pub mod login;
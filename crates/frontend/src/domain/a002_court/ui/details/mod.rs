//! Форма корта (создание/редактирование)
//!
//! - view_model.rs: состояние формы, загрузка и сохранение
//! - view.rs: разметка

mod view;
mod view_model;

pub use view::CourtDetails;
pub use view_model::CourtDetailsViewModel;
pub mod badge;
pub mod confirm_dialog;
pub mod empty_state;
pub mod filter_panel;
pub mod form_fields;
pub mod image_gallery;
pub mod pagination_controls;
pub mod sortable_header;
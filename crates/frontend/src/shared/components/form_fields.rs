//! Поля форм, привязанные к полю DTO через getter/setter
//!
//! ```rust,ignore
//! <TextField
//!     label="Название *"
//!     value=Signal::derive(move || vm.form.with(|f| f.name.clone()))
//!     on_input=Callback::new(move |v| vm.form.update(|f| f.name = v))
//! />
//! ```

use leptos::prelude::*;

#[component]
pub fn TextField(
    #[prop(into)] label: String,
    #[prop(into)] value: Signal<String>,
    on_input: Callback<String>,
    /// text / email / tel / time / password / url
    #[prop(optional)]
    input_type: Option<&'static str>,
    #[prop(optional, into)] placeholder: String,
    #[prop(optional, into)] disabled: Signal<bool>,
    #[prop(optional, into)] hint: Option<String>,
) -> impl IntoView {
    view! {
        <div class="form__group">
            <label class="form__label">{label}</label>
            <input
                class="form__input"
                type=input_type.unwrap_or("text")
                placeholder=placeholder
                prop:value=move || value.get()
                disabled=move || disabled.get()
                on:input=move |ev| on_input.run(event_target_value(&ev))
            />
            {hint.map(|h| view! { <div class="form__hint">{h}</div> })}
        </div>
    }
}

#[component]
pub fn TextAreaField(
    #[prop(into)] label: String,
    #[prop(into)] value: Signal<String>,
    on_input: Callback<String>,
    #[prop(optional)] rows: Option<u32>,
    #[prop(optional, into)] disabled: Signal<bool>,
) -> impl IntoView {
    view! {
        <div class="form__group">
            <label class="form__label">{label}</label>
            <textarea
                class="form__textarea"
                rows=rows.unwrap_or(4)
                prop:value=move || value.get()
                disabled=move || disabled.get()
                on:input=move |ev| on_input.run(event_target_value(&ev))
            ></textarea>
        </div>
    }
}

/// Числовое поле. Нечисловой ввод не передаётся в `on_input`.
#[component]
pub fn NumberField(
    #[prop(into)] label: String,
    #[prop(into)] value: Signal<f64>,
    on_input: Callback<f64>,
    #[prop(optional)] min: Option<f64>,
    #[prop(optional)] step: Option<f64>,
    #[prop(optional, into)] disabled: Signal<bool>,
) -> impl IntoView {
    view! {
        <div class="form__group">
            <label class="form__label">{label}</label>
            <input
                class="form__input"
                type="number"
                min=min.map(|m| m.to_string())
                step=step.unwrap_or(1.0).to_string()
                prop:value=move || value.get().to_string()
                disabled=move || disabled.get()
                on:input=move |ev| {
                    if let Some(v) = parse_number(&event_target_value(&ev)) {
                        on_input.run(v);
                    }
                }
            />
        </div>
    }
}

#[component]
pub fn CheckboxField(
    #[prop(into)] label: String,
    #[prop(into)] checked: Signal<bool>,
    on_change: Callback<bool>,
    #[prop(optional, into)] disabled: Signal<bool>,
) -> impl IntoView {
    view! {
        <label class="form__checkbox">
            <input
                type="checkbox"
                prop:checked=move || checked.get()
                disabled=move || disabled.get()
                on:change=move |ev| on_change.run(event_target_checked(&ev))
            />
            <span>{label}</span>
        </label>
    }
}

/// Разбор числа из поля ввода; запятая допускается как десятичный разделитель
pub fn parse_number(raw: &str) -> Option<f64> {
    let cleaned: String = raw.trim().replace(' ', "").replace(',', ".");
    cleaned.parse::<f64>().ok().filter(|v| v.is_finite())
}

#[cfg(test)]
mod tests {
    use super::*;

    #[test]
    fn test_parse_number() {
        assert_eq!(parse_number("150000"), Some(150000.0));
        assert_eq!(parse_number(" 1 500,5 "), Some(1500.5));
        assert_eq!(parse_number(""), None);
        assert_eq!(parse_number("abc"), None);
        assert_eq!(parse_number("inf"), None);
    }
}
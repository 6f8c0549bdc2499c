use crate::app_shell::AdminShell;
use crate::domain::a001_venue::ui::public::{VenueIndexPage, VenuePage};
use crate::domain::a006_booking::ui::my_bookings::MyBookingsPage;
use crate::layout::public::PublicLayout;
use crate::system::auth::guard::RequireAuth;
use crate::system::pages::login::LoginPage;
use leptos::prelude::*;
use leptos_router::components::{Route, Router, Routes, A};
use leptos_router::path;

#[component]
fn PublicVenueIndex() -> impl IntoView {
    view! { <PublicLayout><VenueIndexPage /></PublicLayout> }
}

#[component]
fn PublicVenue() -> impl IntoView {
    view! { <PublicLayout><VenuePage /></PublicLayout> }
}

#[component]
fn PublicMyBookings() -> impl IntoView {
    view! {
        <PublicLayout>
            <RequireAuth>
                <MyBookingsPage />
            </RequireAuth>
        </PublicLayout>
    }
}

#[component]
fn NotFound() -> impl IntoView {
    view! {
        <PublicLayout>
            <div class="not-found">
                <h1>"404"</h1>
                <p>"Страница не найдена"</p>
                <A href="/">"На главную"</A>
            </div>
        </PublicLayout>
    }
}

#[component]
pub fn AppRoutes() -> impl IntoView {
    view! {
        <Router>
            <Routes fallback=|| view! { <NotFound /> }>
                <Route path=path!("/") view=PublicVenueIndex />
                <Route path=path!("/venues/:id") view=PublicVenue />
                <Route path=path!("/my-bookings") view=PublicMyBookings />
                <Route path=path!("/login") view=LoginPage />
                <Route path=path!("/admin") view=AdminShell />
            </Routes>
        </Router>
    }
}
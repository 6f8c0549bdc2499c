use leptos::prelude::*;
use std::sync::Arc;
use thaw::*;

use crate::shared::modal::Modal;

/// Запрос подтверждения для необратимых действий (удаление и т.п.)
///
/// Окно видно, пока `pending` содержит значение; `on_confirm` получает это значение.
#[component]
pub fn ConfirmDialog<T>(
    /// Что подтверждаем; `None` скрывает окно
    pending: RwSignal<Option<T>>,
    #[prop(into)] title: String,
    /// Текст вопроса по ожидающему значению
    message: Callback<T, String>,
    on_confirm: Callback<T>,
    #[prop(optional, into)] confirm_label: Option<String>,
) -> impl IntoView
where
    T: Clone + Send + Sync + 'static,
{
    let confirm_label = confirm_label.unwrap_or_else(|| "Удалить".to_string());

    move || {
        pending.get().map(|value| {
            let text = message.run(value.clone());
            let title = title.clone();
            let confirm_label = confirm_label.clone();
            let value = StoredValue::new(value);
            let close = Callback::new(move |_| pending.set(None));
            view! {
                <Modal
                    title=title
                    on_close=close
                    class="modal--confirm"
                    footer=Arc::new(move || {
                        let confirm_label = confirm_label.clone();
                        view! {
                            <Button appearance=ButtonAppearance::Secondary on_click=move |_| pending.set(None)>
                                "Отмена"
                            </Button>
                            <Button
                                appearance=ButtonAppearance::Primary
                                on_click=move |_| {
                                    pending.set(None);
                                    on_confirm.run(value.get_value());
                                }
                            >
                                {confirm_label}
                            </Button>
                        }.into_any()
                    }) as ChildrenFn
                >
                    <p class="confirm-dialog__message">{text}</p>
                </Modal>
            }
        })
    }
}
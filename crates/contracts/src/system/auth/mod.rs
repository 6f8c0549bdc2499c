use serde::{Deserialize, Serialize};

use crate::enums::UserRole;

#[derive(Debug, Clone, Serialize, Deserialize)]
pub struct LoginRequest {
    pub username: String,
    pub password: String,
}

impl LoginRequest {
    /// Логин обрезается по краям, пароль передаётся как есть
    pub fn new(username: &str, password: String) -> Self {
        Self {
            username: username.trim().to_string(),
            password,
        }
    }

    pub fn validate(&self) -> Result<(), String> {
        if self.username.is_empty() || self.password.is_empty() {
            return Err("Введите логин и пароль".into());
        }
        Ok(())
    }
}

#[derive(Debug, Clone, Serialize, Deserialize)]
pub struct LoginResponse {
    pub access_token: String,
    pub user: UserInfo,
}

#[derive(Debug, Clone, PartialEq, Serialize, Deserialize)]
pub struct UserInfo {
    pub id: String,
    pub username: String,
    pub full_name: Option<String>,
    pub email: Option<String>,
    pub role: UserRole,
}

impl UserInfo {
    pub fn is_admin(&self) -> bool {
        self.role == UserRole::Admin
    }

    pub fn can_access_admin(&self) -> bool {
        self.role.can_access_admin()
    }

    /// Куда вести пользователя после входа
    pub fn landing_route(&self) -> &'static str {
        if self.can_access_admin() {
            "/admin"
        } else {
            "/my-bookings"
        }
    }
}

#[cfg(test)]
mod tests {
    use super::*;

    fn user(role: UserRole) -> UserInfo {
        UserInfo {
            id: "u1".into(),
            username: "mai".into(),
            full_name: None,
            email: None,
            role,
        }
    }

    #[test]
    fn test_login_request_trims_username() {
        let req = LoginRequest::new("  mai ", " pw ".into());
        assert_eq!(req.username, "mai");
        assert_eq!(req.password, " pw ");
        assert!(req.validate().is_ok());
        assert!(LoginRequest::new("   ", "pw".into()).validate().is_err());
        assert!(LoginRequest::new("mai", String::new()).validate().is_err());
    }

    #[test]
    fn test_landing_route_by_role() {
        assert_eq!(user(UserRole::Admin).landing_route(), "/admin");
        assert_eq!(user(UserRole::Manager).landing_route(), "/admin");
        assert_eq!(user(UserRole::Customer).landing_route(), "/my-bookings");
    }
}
....
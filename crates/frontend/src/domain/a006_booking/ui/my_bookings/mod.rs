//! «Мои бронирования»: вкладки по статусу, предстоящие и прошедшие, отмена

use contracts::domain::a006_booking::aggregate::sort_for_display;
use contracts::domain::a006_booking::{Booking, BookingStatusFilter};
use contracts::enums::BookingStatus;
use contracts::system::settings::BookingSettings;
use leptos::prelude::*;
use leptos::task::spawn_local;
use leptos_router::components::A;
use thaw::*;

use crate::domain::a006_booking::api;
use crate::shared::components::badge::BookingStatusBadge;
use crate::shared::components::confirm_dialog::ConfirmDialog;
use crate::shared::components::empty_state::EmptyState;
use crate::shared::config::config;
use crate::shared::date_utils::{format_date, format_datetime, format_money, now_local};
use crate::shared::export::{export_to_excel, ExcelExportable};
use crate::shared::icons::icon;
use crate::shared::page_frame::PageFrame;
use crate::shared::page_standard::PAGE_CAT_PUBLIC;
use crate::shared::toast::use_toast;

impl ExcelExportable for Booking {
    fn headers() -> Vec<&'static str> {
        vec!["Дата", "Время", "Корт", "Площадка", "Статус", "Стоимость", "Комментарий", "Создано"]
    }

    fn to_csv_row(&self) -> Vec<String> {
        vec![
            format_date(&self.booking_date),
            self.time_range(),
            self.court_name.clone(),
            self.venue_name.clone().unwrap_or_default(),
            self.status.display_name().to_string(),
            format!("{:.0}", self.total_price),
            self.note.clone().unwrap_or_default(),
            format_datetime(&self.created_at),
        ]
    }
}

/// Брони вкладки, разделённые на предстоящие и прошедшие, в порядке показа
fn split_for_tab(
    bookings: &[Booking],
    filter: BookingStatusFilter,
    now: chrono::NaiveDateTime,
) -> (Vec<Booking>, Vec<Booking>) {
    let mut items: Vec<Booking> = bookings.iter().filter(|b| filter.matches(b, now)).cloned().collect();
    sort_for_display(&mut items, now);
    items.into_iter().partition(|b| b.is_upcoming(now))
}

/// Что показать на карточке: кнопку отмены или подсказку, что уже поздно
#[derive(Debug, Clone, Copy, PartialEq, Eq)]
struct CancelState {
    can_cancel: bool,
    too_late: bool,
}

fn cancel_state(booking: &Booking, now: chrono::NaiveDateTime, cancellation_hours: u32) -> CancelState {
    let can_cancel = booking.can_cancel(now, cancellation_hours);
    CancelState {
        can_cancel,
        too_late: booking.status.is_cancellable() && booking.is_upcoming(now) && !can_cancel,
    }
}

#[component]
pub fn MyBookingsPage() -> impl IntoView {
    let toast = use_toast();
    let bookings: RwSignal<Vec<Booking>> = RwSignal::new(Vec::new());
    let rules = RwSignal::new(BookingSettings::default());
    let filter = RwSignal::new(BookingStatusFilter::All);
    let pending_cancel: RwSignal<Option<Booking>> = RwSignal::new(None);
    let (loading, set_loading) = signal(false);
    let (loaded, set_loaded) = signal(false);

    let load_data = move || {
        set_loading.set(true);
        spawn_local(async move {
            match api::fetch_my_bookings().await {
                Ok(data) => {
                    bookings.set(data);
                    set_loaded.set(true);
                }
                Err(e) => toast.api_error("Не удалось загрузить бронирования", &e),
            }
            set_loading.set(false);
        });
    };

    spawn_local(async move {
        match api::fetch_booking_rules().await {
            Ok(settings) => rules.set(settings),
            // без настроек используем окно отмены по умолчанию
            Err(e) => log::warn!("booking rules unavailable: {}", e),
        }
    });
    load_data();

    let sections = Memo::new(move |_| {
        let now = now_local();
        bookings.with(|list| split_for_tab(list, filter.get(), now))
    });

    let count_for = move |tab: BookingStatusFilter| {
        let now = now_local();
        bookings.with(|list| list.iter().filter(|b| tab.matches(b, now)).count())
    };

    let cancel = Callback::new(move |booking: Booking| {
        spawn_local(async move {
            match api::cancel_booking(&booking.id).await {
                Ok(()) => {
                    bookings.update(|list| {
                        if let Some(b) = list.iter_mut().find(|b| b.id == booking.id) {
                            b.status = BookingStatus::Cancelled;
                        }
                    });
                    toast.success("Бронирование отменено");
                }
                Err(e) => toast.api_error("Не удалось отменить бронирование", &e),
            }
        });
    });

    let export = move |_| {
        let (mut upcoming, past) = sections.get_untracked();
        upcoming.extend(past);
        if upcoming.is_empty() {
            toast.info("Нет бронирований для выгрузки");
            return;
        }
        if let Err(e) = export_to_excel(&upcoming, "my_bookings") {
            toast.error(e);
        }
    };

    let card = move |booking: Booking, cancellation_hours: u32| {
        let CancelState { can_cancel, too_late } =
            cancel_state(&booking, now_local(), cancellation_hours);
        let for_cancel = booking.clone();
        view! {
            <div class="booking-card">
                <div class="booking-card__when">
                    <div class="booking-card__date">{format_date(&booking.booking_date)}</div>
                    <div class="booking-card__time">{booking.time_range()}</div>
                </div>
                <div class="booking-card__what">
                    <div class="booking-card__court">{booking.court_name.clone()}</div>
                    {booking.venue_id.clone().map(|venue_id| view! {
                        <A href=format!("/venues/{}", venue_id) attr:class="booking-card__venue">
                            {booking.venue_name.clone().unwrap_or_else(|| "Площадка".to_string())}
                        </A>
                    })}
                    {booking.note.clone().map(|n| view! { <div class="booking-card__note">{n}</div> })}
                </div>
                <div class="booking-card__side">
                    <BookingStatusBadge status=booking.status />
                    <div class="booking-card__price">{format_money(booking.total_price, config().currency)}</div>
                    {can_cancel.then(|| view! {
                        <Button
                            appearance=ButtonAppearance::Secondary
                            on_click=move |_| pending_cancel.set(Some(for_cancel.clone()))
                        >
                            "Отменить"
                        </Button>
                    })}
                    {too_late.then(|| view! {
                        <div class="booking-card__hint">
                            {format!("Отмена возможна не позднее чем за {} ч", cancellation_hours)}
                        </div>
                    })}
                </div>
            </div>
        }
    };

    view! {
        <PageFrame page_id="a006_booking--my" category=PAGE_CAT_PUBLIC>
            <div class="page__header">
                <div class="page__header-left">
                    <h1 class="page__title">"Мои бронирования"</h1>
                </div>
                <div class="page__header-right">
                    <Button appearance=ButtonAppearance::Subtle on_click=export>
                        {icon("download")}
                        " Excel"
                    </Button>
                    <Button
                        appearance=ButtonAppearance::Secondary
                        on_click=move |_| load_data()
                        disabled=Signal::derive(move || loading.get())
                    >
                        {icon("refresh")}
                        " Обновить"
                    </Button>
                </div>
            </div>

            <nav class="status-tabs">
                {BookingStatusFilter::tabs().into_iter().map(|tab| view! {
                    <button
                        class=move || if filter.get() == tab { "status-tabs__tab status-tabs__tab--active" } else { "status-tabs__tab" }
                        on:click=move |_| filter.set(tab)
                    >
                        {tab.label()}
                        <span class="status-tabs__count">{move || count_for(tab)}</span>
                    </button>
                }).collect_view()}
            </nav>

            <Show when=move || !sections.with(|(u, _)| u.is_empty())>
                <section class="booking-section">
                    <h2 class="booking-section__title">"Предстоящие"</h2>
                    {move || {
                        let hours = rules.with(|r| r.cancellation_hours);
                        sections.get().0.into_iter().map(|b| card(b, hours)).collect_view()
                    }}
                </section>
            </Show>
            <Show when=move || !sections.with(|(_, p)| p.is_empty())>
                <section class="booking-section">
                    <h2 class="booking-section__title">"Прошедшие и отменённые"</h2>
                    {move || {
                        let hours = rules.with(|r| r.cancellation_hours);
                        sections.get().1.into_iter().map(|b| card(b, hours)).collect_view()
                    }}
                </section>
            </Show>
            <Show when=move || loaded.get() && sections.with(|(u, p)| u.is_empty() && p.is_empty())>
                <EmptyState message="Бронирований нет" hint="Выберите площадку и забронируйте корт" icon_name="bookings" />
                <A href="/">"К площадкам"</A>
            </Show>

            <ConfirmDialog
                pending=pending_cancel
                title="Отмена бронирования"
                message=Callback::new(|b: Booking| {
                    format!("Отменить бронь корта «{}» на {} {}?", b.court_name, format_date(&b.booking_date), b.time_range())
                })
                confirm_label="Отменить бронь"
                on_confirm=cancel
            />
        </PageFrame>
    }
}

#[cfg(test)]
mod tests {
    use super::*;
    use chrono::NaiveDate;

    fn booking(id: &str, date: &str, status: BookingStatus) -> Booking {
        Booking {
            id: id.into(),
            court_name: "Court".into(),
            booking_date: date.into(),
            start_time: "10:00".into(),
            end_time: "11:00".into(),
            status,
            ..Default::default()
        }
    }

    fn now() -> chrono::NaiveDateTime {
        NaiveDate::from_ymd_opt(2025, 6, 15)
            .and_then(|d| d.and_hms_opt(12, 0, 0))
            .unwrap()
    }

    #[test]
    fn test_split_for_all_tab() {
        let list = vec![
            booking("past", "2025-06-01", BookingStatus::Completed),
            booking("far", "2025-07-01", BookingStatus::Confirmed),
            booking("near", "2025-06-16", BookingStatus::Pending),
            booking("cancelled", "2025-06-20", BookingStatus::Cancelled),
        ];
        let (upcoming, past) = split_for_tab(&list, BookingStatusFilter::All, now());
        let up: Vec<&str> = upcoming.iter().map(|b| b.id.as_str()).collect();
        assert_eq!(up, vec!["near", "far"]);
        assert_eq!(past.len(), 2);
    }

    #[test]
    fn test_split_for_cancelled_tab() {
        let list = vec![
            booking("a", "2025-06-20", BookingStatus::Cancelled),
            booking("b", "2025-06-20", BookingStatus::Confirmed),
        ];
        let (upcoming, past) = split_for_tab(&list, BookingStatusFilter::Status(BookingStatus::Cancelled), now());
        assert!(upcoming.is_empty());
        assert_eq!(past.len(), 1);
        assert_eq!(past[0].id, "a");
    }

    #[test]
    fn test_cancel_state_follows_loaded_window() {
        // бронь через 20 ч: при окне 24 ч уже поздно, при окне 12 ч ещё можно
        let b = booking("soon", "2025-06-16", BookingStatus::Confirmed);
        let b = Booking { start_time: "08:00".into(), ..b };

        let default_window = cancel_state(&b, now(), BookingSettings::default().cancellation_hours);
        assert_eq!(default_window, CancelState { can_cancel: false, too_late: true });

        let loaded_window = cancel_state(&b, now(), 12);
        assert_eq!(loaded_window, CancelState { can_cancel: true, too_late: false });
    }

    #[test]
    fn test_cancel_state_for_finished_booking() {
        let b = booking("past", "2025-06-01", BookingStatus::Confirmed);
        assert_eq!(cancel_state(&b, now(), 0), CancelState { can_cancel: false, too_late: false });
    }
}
....
§ **Assigned task**: Restate word for word the entries above, starting at the line with "pub mod login;" and ending at the line with "pub mod form_fields;", inclusive, and no others.

§ **Worked solution**:
pub mod login;
filename crates/frontend/src/domain/a002_court/ui/details/mod.rs
//! Форма корта (создание/редактирование)
//!
//! - view_model.rs: состояние формы, загрузка и сохранение
//! - view.rs: разметка

mod view;
mod view_model;

pub use view::CourtDetails;
pub use view_model::CourtDetailsViewModel;
pub mod badge;
pub mod confirm_dialog;
pub mod empty_state;
pub mod filter_panel;
pub mod form_fields;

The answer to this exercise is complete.